Tommy Bridges, whose major league career spanned 16 season all with the Detroit Tigers, was born in Gordonsville, Tennessee on December 28, 1906. A pitcher who finished with a 194-138 lifetime record, Bridges also had a 50-36 lifetime minor league record with five teams in six seasons.
Upon joining Detroit in 1930, the first batter he faced was Babe Ruth who grounded out on Bridges’ first major league pitch; Bridges then proceeded to strike out Lou Gehrig. On August 5, 1932 Bridges came within one out of pitching a perfect game.
In 1934 he gave up Ruth’s 700th lifetime home run.

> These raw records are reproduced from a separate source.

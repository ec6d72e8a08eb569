//! The log engine
//!
//! [`LogEngine`] owns everything that touches the device: the attached
//! controller, the metadata table image, the segment usage table, and the
//! worker threads with their queue pairs. It is created once with
//! [`LogEngine::init`] and torn down with [`LogEngine::shutdown`] (or drop).
//!
//! # Write path
//!
//! ```text
//! append ──► payload + entry sub-requests ──► io queue ──► io workers
//!                                                             │
//!                              last completion (barrier) ◄────┘
//!                                         │
//!            dirty address sectors ──► metadata queue ──► metadata worker
//!                                         │
//!                                 info page (commit point)
//!                                         │
//!                   last_written_ver raised, caller notified
//! ```

mod append;
mod commit;
mod load;
mod read;

use std::sync::atomic::{AtomicBool, Ordering};
use std::sync::Arc;
use std::time::{Duration, Instant};

use parking_lot::Mutex;
use tracing::{error, info};

use crate::allocator::SegmentAllocator;
use crate::config::EngineConfig;
use crate::device::{
    Controller, ControllerOptions, ControllerSelector, DeviceGeometry, Driver, QueuePair,
    StorageDevice,
};
use crate::error::{Error, Result};
use crate::io::{RequestQueue, Worker, WorkerStats, WorkerStatsSnapshot};
use crate::layout::{LogEntry, LogMetadataInfo, LOG_ENTRY_SIZE};
use crate::registry::LogRegistry;

/// When a write call returns.
#[derive(Debug, Clone, Copy, PartialEq, Eq)]
pub enum Durability {
    /// Return once the metadata commit completed (or failed).
    Sync,
    /// Return once the sub-requests are queued; observe completion through
    /// [`LogEngine::last_written_ver`] and [`LogEngine::take_write_error`].
    Async,
}

/// Result of reading the metadata table.
#[derive(Debug, Clone, Copy, PartialEq, Eq)]
pub enum LoadOutcome {
    /// The table was read from the device.
    Loaded {
        /// In-use slots found.
        logs: usize,
    },
    /// The table was already read by this engine; nothing was done.
    AlreadyLoaded,
}

/// An opened log.
#[derive(Debug, Clone, PartialEq, Eq)]
pub struct LogHandle {
    /// Stable log id (the metadata slot index).
    pub id: u32,
    /// Committed metadata at open time.
    pub metadata: LogMetadataInfo,
    /// Whether the log was created by this call.
    pub created: bool,
}

/// One append: the payload, its log entry, and the metadata it commits.
#[derive(Debug, Clone, PartialEq, Eq)]
pub struct AppendRequest {
    /// Payload bytes; `entry.data_len` must match.
    pub data: Vec<u8>,
    /// Entry record written at `log_offset`.
    pub entry: LogEntry,
    /// Byte offset of the entry in the log-entry space (a multiple of 64).
    pub log_offset: u64,
    /// Metadata committed once the payload and entry are on the device.
    pub metadata: LogMetadataInfo,
}

impl AppendRequest {
    /// Append `data` as the entry at `committed.tail`, storing the payload
    /// at `data_offset` and committing `version`.
    pub fn at_tail(
        committed: &LogMetadataInfo,
        data: Vec<u8>,
        data_offset: u64,
        version: i64,
    ) -> Self {
        let entry = LogEntry::new(version, data_offset, data.len() as u64);
        let mut metadata = committed.clone();
        metadata.tail = committed.tail + 1;
        metadata.version = version;
        Self {
            data,
            entry,
            log_offset: committed.tail as u64 * LOG_ENTRY_SIZE,
            metadata,
        }
    }

    /// Attach a hybrid logical clock timestamp to the entry.
    pub fn with_hlc(mut self, realtime: u64, logical: u64) -> Self {
        self.entry = self.entry.with_hlc(realtime, logical);
        self
    }
}

/// Engine-wide counters.
#[derive(Debug, Clone, Default, PartialEq, Eq)]
pub struct EngineStats {
    /// One entry per data/log worker.
    pub io_workers: Vec<WorkerStatsSnapshot>,
    /// The metadata worker.
    pub metadata_worker: WorkerStatsSnapshot,
    /// Segments tracked, metadata segments included.
    pub total_segments: usize,
    /// Segments not assigned to any log.
    pub free_segments: usize,
    /// In-use metadata slots.
    pub logs: usize,
}

impl EngineStats {
    /// Completed commands across all workers.
    pub fn completed(&self) -> u64 {
        self.io_workers.iter().map(|w| w.completed).sum::<u64>() + self.metadata_worker.completed
    }
}

/// State shared between caller threads and completion callbacks.
pub(crate) struct EngineShared {
    geometry: DeviceGeometry,
    config: EngineConfig,
    allocator: SegmentAllocator,
    registry: LogRegistry,
    io_queue: Arc<RequestQueue>,
    meta_queue: Arc<RequestQueue>,
    shutting_down: AtomicBool,
}

impl EngineShared {
    fn check_running(&self) -> Result<()> {
        if self.shutting_down.load(Ordering::Acquire) {
            return Err(Error::ShuttingDown);
        }
        Ok(())
    }
}

/// Append-only multi-log engine over one attached namespace.
pub struct LogEngine<D: StorageDevice> {
    shared: Arc<EngineShared>,
    io_workers: Mutex<Vec<Worker>>,
    meta_worker: Mutex<Option<Worker>>,
    io_stats: Vec<Arc<WorkerStats>>,
    meta_stats: Arc<WorkerStats>,
    controller: Mutex<Option<Controller<D>>>,
}

impl<D: StorageDevice> LogEngine<D> {
    /// Attach a controller through `driver` and start the workers.
    ///
    /// Fails with [`Error::NoController`] when enumeration attaches nothing.
    pub fn init(driver: &dyn Driver<D>, config: EngineConfig) -> Result<Self> {
        if config.io_threads == 0 {
            return Err(Error::invalid("io_threads must be at least 1"));
        }
        if config.queue_pair_requests == 0 {
            return Err(Error::invalid("queue_pair_requests must be at least 1"));
        }

        let requested = ControllerOptions {
            num_io_queues: (config.io_threads + 1) as u32,
            io_queue_size: config.queue_pair_requests as u32,
            io_queue_requests: config.queue_pair_requests as u32,
        };
        let mut selector = ControllerSelector::new(config.controller_address.clone(), requested);
        driver.enumerate(&mut selector);
        let Some((controller, opts)) = selector.into_attached() else {
            error!(filter = ?config.controller_address, "no controller attached");
            return Err(Error::NoController);
        };

        let namespace = Arc::clone(controller.namespace());
        let ns: &D = &namespace;
        let max_transfer = match config.max_io_bytes {
            Some(cap) => cap.min(controller.max_transfer_size()),
            None => controller.max_transfer_size(),
        };
        let geometry = DeviceGeometry::new(ns.sector_size(), max_transfer, ns.capacity())?;

        let io_threads = config
            .io_threads
            .min((opts.num_io_queues.saturating_sub(1) as usize).max(1));
        let depth = (opts.io_queue_requests as usize).max(1);
        let idle_poll = config.idle_poll.max(Duration::from_millis(1));

        let shared = Arc::new(EngineShared {
            geometry,
            allocator: SegmentAllocator::new(geometry.segment_count()),
            registry: LogRegistry::new(),
            io_queue: Arc::new(RequestQueue::new("io")),
            meta_queue: Arc::new(RequestQueue::new("metadata")),
            shutting_down: AtomicBool::new(false),
            config,
        });

        let engine = Self {
            shared,
            io_workers: Mutex::new(Vec::with_capacity(io_threads)),
            meta_worker: Mutex::new(None),
            io_stats: (0..io_threads)
                .map(|_| Arc::new(WorkerStats::default()))
                .collect(),
            meta_stats: Arc::new(WorkerStats::default()),
            controller: Mutex::new(Some(controller)),
        };

        // A failure here drops the engine, which stops whatever was started.
        for (i, stats) in engine.io_stats.iter().enumerate() {
            let qpair = QueuePair::new(Arc::clone(&namespace), geometry, depth)?;
            let worker = Worker::spawn(
                format!("nvlog-io-{i}"),
                Arc::clone(&engine.shared.io_queue),
                qpair,
                Arc::clone(stats),
                idle_poll,
            )?;
            engine.io_workers.lock().push(worker);
        }
        let qpair = QueuePair::new(Arc::clone(&namespace), geometry, depth)?;
        let worker = Worker::spawn(
            "nvlog-meta".to_string(),
            Arc::clone(&engine.shared.meta_queue),
            qpair,
            Arc::clone(&engine.meta_stats),
            idle_poll,
        )?;
        *engine.meta_worker.lock() = Some(worker);

        info!(
            capacity = geometry.capacity(),
            sector_size = geometry.sector_size(),
            max_io_bytes = geometry.max_io_bytes(),
            segments = geometry.segment_count(),
            io_threads,
            "log engine started"
        );
        Ok(engine)
    }

    /// Geometry of the attached namespace.
    pub fn geometry(&self) -> DeviceGeometry {
        self.shared.geometry
    }

    /// Configuration the engine was started with.
    pub fn config(&self) -> &EngineConfig {
        &self.shared.config
    }

    /// True once [`shutdown`](Self::shutdown) has begun.
    pub fn is_shutting_down(&self) -> bool {
        self.shared.shutting_down.load(Ordering::Acquire)
    }

    /// Highest version whose metadata commit completed, or `-1`.
    pub fn last_written_ver(&self, id: u32) -> Result<i64> {
        Ok(self.shared.registry.slot(id)?.last_written())
    }

    /// Take the error recorded by the last failed write of a log.
    pub fn take_write_error(&self, id: u32) -> Result<Option<Error>> {
        Ok(self.shared.registry.slot(id)?.take_error())
    }

    /// Block until `version` of log `id` is committed.
    ///
    /// Returns `Ok(false)` on timeout, and the recorded write error if one
    /// is pending (see [`LogEngine::take_write_error`]).
    pub fn wait_for_version(&self, id: u32, version: i64, timeout: Duration) -> Result<bool> {
        let slot = self.shared.registry.opened(id)?;
        let deadline = Instant::now() + timeout;
        slot.pending.wait_until(deadline, || {
            slot.last_written() >= version || slot.peek_error().is_some()
        });
        if slot.last_written() >= version {
            return Ok(true);
        }
        match slot.peek_error() {
            Some(err) => Err(err),
            None => Ok(false),
        }
    }

    /// Committed metadata of a log.
    pub fn log_metadata(&self, id: u32) -> Result<LogMetadataInfo> {
        self.shared
            .registry
            .slot(id)?
            .info()
            .ok_or_else(|| Error::not_found(format!("log id {id} is not in use")))
    }

    /// Snapshot of engine and worker counters.
    pub fn stats(&self) -> EngineStats {
        EngineStats {
            io_workers: self.io_stats.iter().map(|s| s.snapshot()).collect(),
            metadata_worker: self.meta_stats.snapshot(),
            total_segments: self.shared.allocator.total(),
            free_segments: self.shared.allocator.free_count(),
            logs: self.shared.registry.len(),
        }
    }

    /// Stop accepting requests, drain in-flight work and release the device.
    ///
    /// Io workers are drained first since their completions may still queue
    /// metadata commits. Idempotent.
    pub fn shutdown(&self) {
        self.shared.shutting_down.store(true, Ordering::Release);

        let io_workers = std::mem::take(&mut *self.io_workers.lock());
        let meta_worker = self.meta_worker.lock().take();
        if io_workers.is_empty() && meta_worker.is_none() {
            return;
        }

        let outstanding: u64 = self.io_stats.iter().map(|s| s.outstanding()).sum();
        info!(
            outstanding,
            queued = self.shared.io_queue.len(),
            "shutting down log engine"
        );

        self.shared.io_queue.close(io_workers.len());
        for worker in io_workers {
            worker.join();
        }

        self.shared.meta_queue.close(1);
        if let Some(worker) = meta_worker {
            worker.join();
        }

        if let Some(controller) = self.controller.lock().take() {
            info!(trid = %controller.transport(), "controller released");
        }
    }
}

impl<D: StorageDevice> Drop for LogEngine<D> {
    fn drop(&mut self) {
        self.shutdown();
    }
}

A six-time All Star selection, his 23 wins and 175 strikeouts led the league in 1936, and led by his well-known curveball. Bridges was named the No. 2 sports hero of 1935 in a nationwide poll behind Notre Dame football player Andy Pilney.
Bridges played in the 1934, 1935, 1940, and 1945 World Series for Detroit. He became a scout and coach for the Cincinnati Reds in 1951 and was later a scout for the Tigers and the New York Mets.
Bridges passed away in Nashville, Tennessee in 1968 at the age of 61 and is buried in Ridgewood Cemetery in Carthage, Tennessee.